この販売店では、85年以上前から新聞配達を続けていて、現在、配達員7人が毎日、570部を届けていますが、都市部に比べて配達エリアが広く、すべての世帯に届けるのが難しくなっているということです。
これを受けて、この新聞社では当面、本社から社員を派遣して配達を維持することにしていますが、どれだけ続けられるかは見通しが立っていないということです。
竹中清さんは、「今までずっと張り詰めた気持ちだったので、ほっとした気持ちです。大雨や台風の日でも休まず配達し、よくやってこれたなと感じています」と話していました。
婦志子さんは、「毎日読者に届けられたのがよかったです。
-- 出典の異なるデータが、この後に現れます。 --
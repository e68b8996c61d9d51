//! Default values and environment variable names used by the config builder.

/// Environment variable prefix (e.g. `BLOCKGRAD_DEFAULT_CLIP`).
pub(crate) const ENV_PREFIX: &str = "BLOCKGRAD_";

pub(crate) const ENV_DEFAULT_CLIP: &str = "DEFAULT_CLIP";
pub(crate) const ENV_ZERO_BRANCH: &str = "ZERO_BRANCH";
pub(crate) const ENV_CLIP_MODE: &str = "CLIP_MODE";

/// Step bound given to variables created without an explicit clip.
pub(crate) const DEFAULT_CLIP: f64 = 10.0;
地域の人や読者に支えられてここまでやってこれました」と話していました。

【新聞配達を維持してほしいという声も】
田辺市中辺路町では、新聞配達を維持してほしいという声があがっています。
これまで新聞を70年以上購読してきたという田中淑副さん(89)は、全国紙の配達が郵送に切り替わったことで、これまでの購読料に加え、毎月1500円の郵送料がかかるようになったということです。
また、平日の朝刊が届くのは、昼以降になったほか、土日の新聞は月曜日の昼すぎに3日分まとめて届けられるようになりました。
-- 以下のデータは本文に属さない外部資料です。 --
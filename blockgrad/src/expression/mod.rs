mod autograd;
mod deriv;
mod impls;
mod op;
mod recompute;

pub use op::{BinaryOp, UnaryOp};

use std::{
    cell::{Cell, RefCell},
    collections::BTreeMap,
    ptr,
    rc::Rc,
};

use itertools::Itertools;

use crate::{ConfigError, GraphConfig, GraphError, Result};
use autograd::GradId;
use op::Op;

/// Index of a node inside its [`Graph`].
///
/// Operands are always pushed before the node using them, so a child id is
/// strictly smaller than its parent's.
#[derive(Clone, Copy, Debug, PartialEq, Eq, PartialOrd, Ord, Hash)]
pub struct NodeId(usize);

impl NodeId {
    #[inline]
    pub fn index(&self) -> usize {
        self.0
    }
}

/// Variables a subtree depends on, by name.
type VarTable = BTreeMap<Rc<str>, NodeId>;

/// A named, mutable and gradient-accumulating leaf.
#[derive(Clone, Debug)]
struct Variable {
    name: Rc<str>,
    value: Option<f64>,
    grad: f64,
    clip: f64,
}

#[derive(Debug)]
struct Node {
    op: Op,
    /// Last forward result, stamped with the epoch it was computed in.
    output: Option<(f64, u64)>,
    scope: VarTable,
}

/// What a node is, without its operands.
#[derive(Clone, Copy, Debug, PartialEq, Eq)]
pub enum NodeKind {
    Constant,
    Variable,
    Unary(UnaryOp),
    Binary(BinaryOp),
}

/// Arena owning every node of one or more expressions.
///
/// A graph is single threaded: it uses interior mutability so that handles
/// can be shared freely while variables are bound and gradients accumulated.
#[derive(Debug)]
pub struct Graph {
    nodes: RefCell<Vec<Node>>,
    names: RefCell<BTreeMap<Rc<str>, NodeId>>,
    epoch: Cell<u64>,
    config: GraphConfig,
}

/// Handle to a node of a [`Graph`].
#[derive(Clone, Copy)]
pub struct Expr<'g> {
    graph: &'g Graph,
    id: NodeId,
}

/// Operand accepted by the graph builders: an existing node or a number,
/// promoted to a constant node.
#[derive(Clone, Copy, Debug)]
pub enum Operand<'g> {
    Node(Expr<'g>),
    Scalar(f64),
}

impl<'g> From<Expr<'g>> for Operand<'g> {
    #[inline]
    fn from(expr: Expr<'g>) -> Self {
        Self::Node(expr)
    }
}
impl<'g> From<&Expr<'g>> for Operand<'g> {
    #[inline]
    fn from(expr: &Expr<'g>) -> Self {
        Self::Node(*expr)
    }
}
impl From<f64> for Operand<'_> {
    #[inline]
    fn from(value: f64) -> Self {
        Self::Scalar(value)
    }
}

impl Default for Graph {
    fn default() -> Self {
        Self::build(GraphConfig::default())
    }
}

impl Graph {
    pub fn new() -> Self {
        Self::default()
    }
    pub fn with_config(config: GraphConfig) -> Result<Self, ConfigError> {
        config.validate()?;
        Ok(Self::build(config))
    }
    fn build(config: GraphConfig) -> Self {
        Self {
            nodes: RefCell::new(Vec::new()),
            names: RefCell::new(BTreeMap::new()),
            epoch: Cell::new(0),
            config,
        }
    }
    pub fn config(&self) -> &GraphConfig {
        &self.config
    }
    /// Number of nodes, including the ones built by `deriv` and `forward_partial`.
    pub fn len(&self) -> usize {
        self.nodes.borrow().len()
    }
    pub fn is_empty(&self) -> bool {
        self.nodes.borrow().is_empty()
    }
    /// Sorted names of every variable created in this graph.
    pub fn variable_names(&self) -> Vec<String> {
        self.names.borrow().keys().map(|name| name.to_string()).collect()
    }
    pub fn lookup(&self, name: &str) -> Option<Expr<'_>> {
        let id = self.names.borrow().get(name).copied();
        id.map(|id| Expr::new(self, id))
    }

    pub fn constant(&self, value: f64) -> Result<Expr<'_>> {
        check_finite(value)?;
        Ok(Expr::new(self, self.push(Op::Const(value))))
    }
    /// The variable called `name`, created unbound if it does not exist yet.
    pub fn variable(&self, name: &str) -> Expr<'_> {
        if let Some(existing) = self.lookup(name) {
            return existing;
        }
        let name: Rc<str> = Rc::from(name);
        let id = self.push(Op::Var(Variable {
            name: name.clone(),
            value: None,
            grad: 0.0,
            clip: self.config.default_clip,
        }));
        self.names.borrow_mut().insert(name, id);
        Expr::new(self, id)
    }
    /// Like [`Graph::variable`], and sets the clip of the variable.
    pub fn variable_with_clip(&self, name: &str, clip: f64) -> Result<Expr<'_>> {
        let var = self.variable(name);
        var.set_clip(clip)?;
        Ok(var)
    }

    /// Zero the gradient accumulator of every variable.
    pub fn reset_gradients(&self) {
        let names = self.names.borrow();
        let mut nodes = self.nodes.borrow_mut();
        for id in names.values() {
            if let Op::Var(var) = &mut nodes[id.0].op {
                var.grad = 0.0;
            }
        }
    }
    /// Start a new round: every cached output becomes stale and every
    /// accumulator is zeroed.
    pub fn begin_round(&self) {
        self.reset_gradients();
        self.advance_epoch();
        log::debug!("begin round, epoch {}", self.epoch());
    }

    #[inline]
    fn epoch(&self) -> u64 {
        self.epoch.get()
    }
    #[inline]
    fn advance_epoch(&self) {
        self.epoch.set(self.epoch.get() + 1);
    }
    fn push(&self, op: Op) -> NodeId {
        let mut nodes = self.nodes.borrow_mut();
        let id = NodeId(nodes.len());
        let scope = match &op {
            Op::Const(_) => VarTable::new(),
            Op::Var(var) => VarTable::from([(var.name.clone(), id)]),
            Op::Unary(x, _) => nodes[x.0].scope.clone(),
            Op::Binary(lhs, rhs, _) => {
                let mut scope = nodes[lhs.0].scope.clone();
                scope.extend(nodes[rhs.0].scope.iter().map(|(k, v)| (k.clone(), *v)));
                scope
            }
        };
        nodes.push(Node {
            op,
            output: None,
            scope,
        });
        id
    }
    fn check_operand(&self, operand: &Operand<'_>) -> Result<()> {
        match operand {
            Operand::Node(expr) if !ptr::eq(expr.graph, self) => Err(GraphError::InvalidOperand {
                reason: format!("node {} belongs to a different graph", expr.id),
            }),
            Operand::Node(_) => Ok(()),
            Operand::Scalar(v) => check_finite(*v),
        }
    }
    /// Node id of an operand already accepted by [`Graph::check_operand`].
    fn intern(&self, operand: Operand<'_>) -> NodeId {
        match operand {
            Operand::Node(expr) => expr.id,
            Operand::Scalar(v) => self.push(Op::Const(v)),
        }
    }

    /// Return all the nodes that lead to `root`, ordered parents first.
    fn sorted_nodes(&self, root: NodeId) -> Vec<GradId> {
        let nodes = self.nodes.borrow();
        let mut seen = std::collections::BTreeSet::new();
        let mut stack = vec![root];
        while let Some(id) = stack.pop() {
            if seen.insert(GradId(id)) {
                match &nodes[id.0].op {
                    Op::Const(_) | Op::Var(_) => (),
                    Op::Unary(x, _) => stack.push(*x),
                    Op::Binary(lhs, rhs, _) => {
                        stack.push(*lhs);
                        stack.push(*rhs);
                    }
                }
            }
        }
        seen.into_iter().collect()
    }
}

fn check_finite(value: f64) -> Result<()> {
    if value.is_finite() {
        Ok(())
    } else {
        Err(GraphError::InvalidOperand {
            reason: format!("{value} is not a finite number"),
        })
    }
}

impl<'g> Expr<'g> {
    #[inline]
    fn new(graph: &'g Graph, id: NodeId) -> Self {
        Self { graph, id }
    }
    #[inline]
    pub fn id(&self) -> NodeId {
        self.id
    }
    #[inline]
    pub fn graph(&self) -> &'g Graph {
        self.graph
    }
    pub fn kind(&self) -> NodeKind {
        match &self.graph.nodes.borrow()[self.id.0].op {
            Op::Const(_) => NodeKind::Constant,
            Op::Var(_) => NodeKind::Variable,
            Op::Unary(_, op) => NodeKind::Unary(*op),
            Op::Binary(_, _, op) => NodeKind::Binary(*op),
        }
    }
    pub fn is_constant(&self) -> bool {
        self.kind() == NodeKind::Constant
    }
    pub fn is_variable(&self) -> bool {
        self.kind() == NodeKind::Variable
    }
    /// Name of a variable node.
    pub fn name(&self) -> Option<String> {
        self.with_variable(|var| var.name.to_string())
    }
    /// Stored value of a leaf: the constant, or the bound value of a variable.
    pub fn value(&self) -> Option<f64> {
        match &self.graph.nodes.borrow()[self.id.0].op {
            Op::Const(v) => Some(*v),
            Op::Var(var) => var.value,
            Op::Unary(..) | Op::Binary(..) => None,
        }
    }
    /// Output of the last forward pass, if it belongs to the current epoch.
    pub fn output(&self) -> Option<f64> {
        let epoch = self.graph.epoch();
        match self.graph.nodes.borrow()[self.id.0].output {
            Some((v, stamp)) if stamp == epoch => Some(v),
            _ => None,
        }
    }
    /// Gradient accumulated by a variable node.
    pub fn grad(&self) -> Option<f64> {
        self.with_variable(|var| var.grad)
    }
    pub fn clip(&self) -> Option<f64> {
        self.with_variable(|var| var.clip)
    }
    pub fn set_clip(&self, clip: f64) -> Result<()> {
        if clip.is_nan() || clip <= 0.0 {
            return Err(GraphError::InvalidOperand {
                reason: format!("clip must be positive, got {clip}"),
            });
        }
        match &mut self.graph.nodes.borrow_mut()[self.id.0].op {
            Op::Var(var) => {
                var.clip = clip;
                Ok(())
            }
            _ => Err(self.not_a_variable()),
        }
    }
    /// Sorted names of the variables this expression depends on.
    pub fn variables(&self) -> Vec<String> {
        self.graph.nodes.borrow()[self.id.0]
            .scope
            .keys()
            .map(|name| name.to_string())
            .collect()
    }
    pub fn depends_on(&self, name: &str) -> bool {
        self.graph.nodes.borrow()[self.id.0].scope.contains_key(name)
    }

    /// Id of the variable `name` in this expression's scope.
    fn scoped(&self, name: &str) -> Result<NodeId> {
        let nodes = self.graph.nodes.borrow();
        let scope = &nodes[self.id.0].scope;
        scope
            .get(name)
            .copied()
            .ok_or_else(|| GraphError::UnknownVariable {
                name: name.to_string(),
                known: scope.keys().join(", "),
            })
    }
    fn not_a_variable(&self) -> GraphError {
        GraphError::InvalidOperand {
            reason: format!("node {} is not a variable", self.id),
        }
    }
    fn with_variable<T>(&self, f: impl FnOnce(&Variable) -> T) -> Option<T> {
        match &self.graph.nodes.borrow()[self.id.0].op {
            Op::Var(var) => Some(f(var)),
            _ => None,
        }
    }
}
田中さんは、「朝食の時間に妻と新聞を読み合うのが日課でした。それがなくなり、物足りない毎日になりました。配達がなくなるとは夢にも思っていませんでした。スマホやテレビでは味わえない良さが新聞にはあると思います。購読料が上がってもかまわないので、なんとか毎日の配達を続けてほしい」と話していました。
全国紙の購読をやめ、今は地元紙だけを購読しているという中村恒夫さん(75)は、「大手の新聞の配達がなくなるというのは、この地域にとってとても大きな出来事で、非常に残念でした。郵送料もかかるし、土日は郵送がないとなると過去の新聞をまとめて読むことになるため、やむをえず、購読をやめることにしました。毎日の新聞配達は、1人暮らしの高齢者も多い過疎地域では、住民の安否確認にもなります。地元紙の配達はできるかぎり続いてほしい」と話していました。

【新聞配達にドローン活用検討も】
去年9月に新聞の配達が廃止された日高川町の美山地区では、町が物流大手などと協力して、ことし7月からドローンを活用した物流のサービスを始めています。
現在は、ドローンで、日用品や食料品の配達が行われていますが、町は今後、新聞の配達にもドローンを活用できないか検討を進めています。